Pitching Tells the Tale.
If pitching is 80 per cent of baseball, as some careless calculators assert, the New York Giants ought to be paid to get out of the race, in order to give some other club a look-in. For in Marquard, Matthewson, Tesreau and Demaree, McGRAW HAS THE BEST PITCHING STAFF IN THE NATIONAL LEAGUE, by many points. This quartet won 83 games between them, last year, and that’s almost enough to win a pennant, if repeated, the way the National League shapes up.
Not only has McGraw the pitching, but he has a unified team, a machine, with only one cog not working smoothly. That’s at third base, left vacant by the defection of Shafer and the loss of Herzog. The Giants thus outclass the field.
Have a Look, Then Guess.
If you can pick the second place club in this race, you can pull a Pittsburg Phil on any racetrack. The offhand guess of 99 in 100 hardy clairvoyants would be Fred Clarke’s Pirates, for the place job. But little old Chicago, even minus Evers, catches the more discerning eye first.
Here are the effective pitching elements, aside from new material, of the seven second-place contenders:
CHICAGO: Pierce. Humphries, Cheney. C. Smith, Lavender, Stack.
PITTSBURGH: Adams, O’Toole. McQuillan, Harmon.

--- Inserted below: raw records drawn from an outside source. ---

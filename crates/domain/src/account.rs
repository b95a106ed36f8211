//! Accounts: the login identity behind one or more embodiable characters.

use std::collections::BTreeSet;

use chrono::{DateTime, Utc};
use serde::{Deserialize, Serialize};

use crate::ids::{AccountId, ObjectId, Revision};

/// Authority granted to an account, independent of which character it is
/// currently embodying.
#[derive(Debug, Clone, Copy, PartialEq, Eq, PartialOrd, Ord, Default, Serialize, Deserialize)]
pub enum Role {
    #[default]
    Player,
    Builder,
    Wizard,
    Admin,
}

impl Role {
    pub fn is_admin(&self) -> bool {
        matches!(self, Role::Admin)
    }

    pub fn can_build(&self) -> bool {
        matches!(self, Role::Builder | Role::Wizard | Role::Admin)
    }

    pub fn can_administer(&self) -> bool {
        matches!(self, Role::Wizard | Role::Admin)
    }
}

impl std::fmt::Display for Role {
    fn fmt(&self, f: &mut std::fmt::Formatter<'_>) -> std::fmt::Result {
        let label = match self {
            Role::Player => "player",
            Role::Builder => "builder",
            Role::Wizard => "wizard",
            Role::Admin => "admin",
        };
        write!(f, "{label}")
    }
}

#[derive(Debug, Clone, Serialize, Deserialize)]
pub struct Account {
    pub id: AccountId,
    pub login: String,
    pub password_hash: String,
    pub display_name: String,
    pub characters: Vec<ObjectId>,
    pub roles: BTreeSet<Role>,
    pub created_at: DateTime<Utc>,
    pub updated_at: DateTime<Utc>,
    #[serde(skip_serializing_if = "Option::is_none", default)]
    pub revision: Option<Revision>,
}

impl Account {
    pub fn new(login: impl Into<String>, password_hash: impl Into<String>) -> Self {
        let now = Utc::now();
        Self {
            id: AccountId::new(),
            login: login.into(),
            password_hash: password_hash.into(),
            display_name: String::new(),
            characters: Vec::new(),
            roles: BTreeSet::from([Role::Player]),
            created_at: now,
            updated_at: now,
            revision: None,
        }
    }

    pub fn highest_role(&self) -> Role {
        self.roles.iter().max().copied().unwrap_or_default()
    }

    pub fn has_character(&self, object_id: &ObjectId) -> bool {
        self.characters.iter().any(|c| c == object_id)
    }
}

PHILADELPHIA: Alexander, Rixey, Chalmers, Mayer, Jacobs.
BOSTON: Perdue, Tyler, Rudolph, Hess, James, Dickson.
BROOKLYN Rucker. Allen, Ragan. E. Brown. Reulbach, Curtis.
CINCINNATI Benton, Johnson, Yingling, Ames.
ST. LOUIS Sallee, Robinson, Steele, Griner, Perritt, Doak.
Take Your Pick.
NONE of the seven teams behind the Giants is so strong as to be sure of any forward position at the finish, and there is no certainty that, in view of the general weak condition of the league, the shaking up experienced following the Federal onslaught, some dark horse will not scramble to the front and attract attention.
As For Mr. Huggins.
THE Cardinals, pitching staff considered, have a chance to be lucky.
Sallee is as good as any pitcher in the League:
Bill Steele will be a tough lad to beat, if he “comes back” – a hope warranted by the improved condition of Steele’s health;
Robinson has the making of a corking good pitcher and showed it with Pittsburg, who will miss him;
Griner, with a year’s added experience, ought to be SOME flinger this season;
Doak and Perritt are “hopes.”
Should everything come true that Huggins dreams about the pitching staff, the Cards might duplicate the famous dash of 1911.
But hopeful views of Boston, Brooklyn, Cincinnati and Philadelphia conditions lead to the same optimism regarding them, and the man who hopes to win a fall benny by naming the position in which any club will finish below third place is laying up a lean winter for himself.